April 24, 2013
Induce Pluripotent Stem Cell Induction of Pluripotent stem cells is one of the most controversial topics that many Biology scientists want to discover. In the article titled “Induction of Pluripotent Stem Cells from Adult Human Fibroblasts by Defined Factors,” scientists do the research on how to develop the pluripotent stem cells from somatic cells (Takahashi et al. 2007). Induction of Pluripotent Stem cells is the process that reprograms human somatic cells into pluripotent stem cells so that they may be forced to maintain the properties of embryonic cells.
They first generated pluripotent stem cells from human dermal fibroblasts by transducing Oct3/4, Sox2, c-Myc, and Klf4 by retrovirus. As the result, they can prove that pluripotent stem cells can be produced from somatic cells. However, they want to see whether it works on human cells. Therefore, they took human dermal cells to test it out. And the result showed that the induced pluripotent stem cells had similar properties with embryonic cells as well.
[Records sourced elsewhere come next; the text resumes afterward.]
//! Exclusive, self-restoring access to the shared clone.

use std::path::{Path, PathBuf};
use std::sync::atomic::{AtomicBool, Ordering};
use std::time::Duration;

use benchsift_core::BenchsiftError;
use tokio::sync::{Mutex, MutexGuard};

use crate::command::GitCommand;
use crate::repo::{self, OriginalRef};

/// The on-disk clone the oracle checks commits out into.
///
/// Only one [`TreeLease`] exists at a time; [`WorkingTree::acquire`] waits
/// for the previous holder to release.
#[derive(Debug)]
pub struct WorkingTree {
    path: PathBuf,
    git: GitCommand,
    lock: Mutex<()>,
}

impl WorkingTree {
    /// Open the clone at `path`.
    ///
    /// # Errors
    ///
    /// Returns [`BenchsiftError::Git`] if `path` is not a git repository.
    pub fn open(path: impl Into<PathBuf>, git_timeout: Duration) -> Result<Self, BenchsiftError> {
        let path = path.into();
        if !repo::is_git_repo(&path) {
            return Err(BenchsiftError::Git(format!(
                "{} is not a git repository",
                path.display()
            )));
        }
        Ok(Self {
            git: GitCommand::new(path.clone(), git_timeout),
            path,
            lock: Mutex::new(()),
        })
    }

    /// Root of the clone.
    pub fn path(&self) -> &Path {
        &self.path
    }

    /// What `HEAD` currently points at.
    ///
    /// # Errors
    ///
    /// Returns [`BenchsiftError::Git`] if `HEAD` cannot be resolved.
    pub fn current_ref(&self) -> Result<OriginalRef, BenchsiftError> {
        repo::current_ref(&self.path)
    }

    /// Wait for exclusive access and record the ref to restore.
    ///
    /// # Errors
    ///
    /// Returns [`BenchsiftError::Git`] if `HEAD` cannot be resolved; the
    /// lock is released again in that case.
    pub async fn acquire(&self) -> Result<TreeLease<'_>, BenchsiftError> {
        let guard = self.lock.lock().await;
        let original = self.current_ref()?;
        tracing::debug!(tree = %self.path.display(), original = %original, "working tree acquired");
        Ok(TreeLease {
            tree: self,
            original,
            restored: AtomicBool::new(true),
            _guard: guard,
        })
    }
}

/// Exclusive hold on a [`WorkingTree`].
///
/// Call [`TreeLease::restore`] on every exit path. A lease dropped after a
/// checkout without a successful restore falls back to a blocking
/// `git checkout -f` so a cancelled run still leaves the tree on its
/// original ref. A lease that never checked anything out drops silently.
#[derive(Debug)]
pub struct TreeLease<'a> {
    tree: &'a WorkingTree,
    original: OriginalRef,
    restored: AtomicBool,
    _guard: MutexGuard<'a, ()>,
}

impl TreeLease<'_> {
    /// The ref that [`TreeLease::restore`] returns to.
    pub fn original(&self) -> &OriginalRef {
        &self.original
    }

    /// Root of the leased clone.
    pub fn path(&self) -> &Path {
        self.tree.path()
    }

    /// Force-checkout `sha` as a detached `HEAD`.
    ///
    /// # Errors
    ///
    /// Returns [`BenchsiftError::Git`] or [`BenchsiftError::Timeout`] when
    /// the checkout fails.
    pub async fn checkout(&self, sha: &str) -> Result<(), BenchsiftError> {
        self.restored.store(false, Ordering::SeqCst);
        self.tree
            .git
            .run(&["checkout", "-f", "--detach", sha])
            .await
            .map(|_| ())
    }

    /// Force-checkout the original ref. Safe to call more than once.
    ///
    /// # Errors
    ///
    /// Returns [`BenchsiftError::Git`] or [`BenchsiftError::Timeout`] when
    /// the checkout fails; the drop fallback will try again.
    pub async fn restore(&self) -> Result<(), BenchsiftError> {
        let args = restore_args(&self.original);
        self.tree.git.run(&args).await?;
        self.restored.store(true, Ordering::SeqCst);
        tracing::debug!(original = %self.original, "working tree restored");
        Ok(())
    }
}

fn restore_args(original: &OriginalRef) -> Vec<&str> {
    match original {
        OriginalRef::Branch(name) => vec!["checkout", "-f", name.as_str()],
        OriginalRef::Detached(sha) => vec!["checkout", "-f", "--detach", sha.as_str()],
    }
}

impl Drop for TreeLease<'_> {
    fn drop(&mut self) {
        if self.restored.load(Ordering::SeqCst) {
            return;
        }
        let status = std::process::Command::new("git")
            .args(restore_args(&self.original))
            .current_dir(self.tree.path())
            .output();
        match status {
            Ok(out) if out.status.success() => {
                tracing::warn!(original = %self.original, "working tree restored on drop");
            }
            Ok(out) => {
                let stderr = String::from_utf8_lossy(&out.stderr);
                tracing::error!(
                    original = %self.original,
                    stderr = %stderr.trim(),
                    "failed to restore working tree"
                );
            }
            Err(e) => tracing::error!(original = %self.original, error = %e, "failed to run git"),
        }
    }
}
The differentiation of induced pluripotent stem cells into three different germ layers plays an important role because the induced pluripotent stem cells can possibly be cultured into any type of cells. As shown in the article, about two weeks after the transduction, they harvested some colonies but not resembled human embryonic stem cells in morphology. Nevertheless, over 30 days, induced pluripotent stem cells then appeared highly similarity to human embryonic stem cells in morphology. In addition, there was a disadvantage which shown that human induced pluripotent stem cells carried out the specific surface antigens such as SSeA-4, tumor-related antigen (TRA)-1-60, TRA-1-81 and TRA-2-49/6E, and NANOG protein.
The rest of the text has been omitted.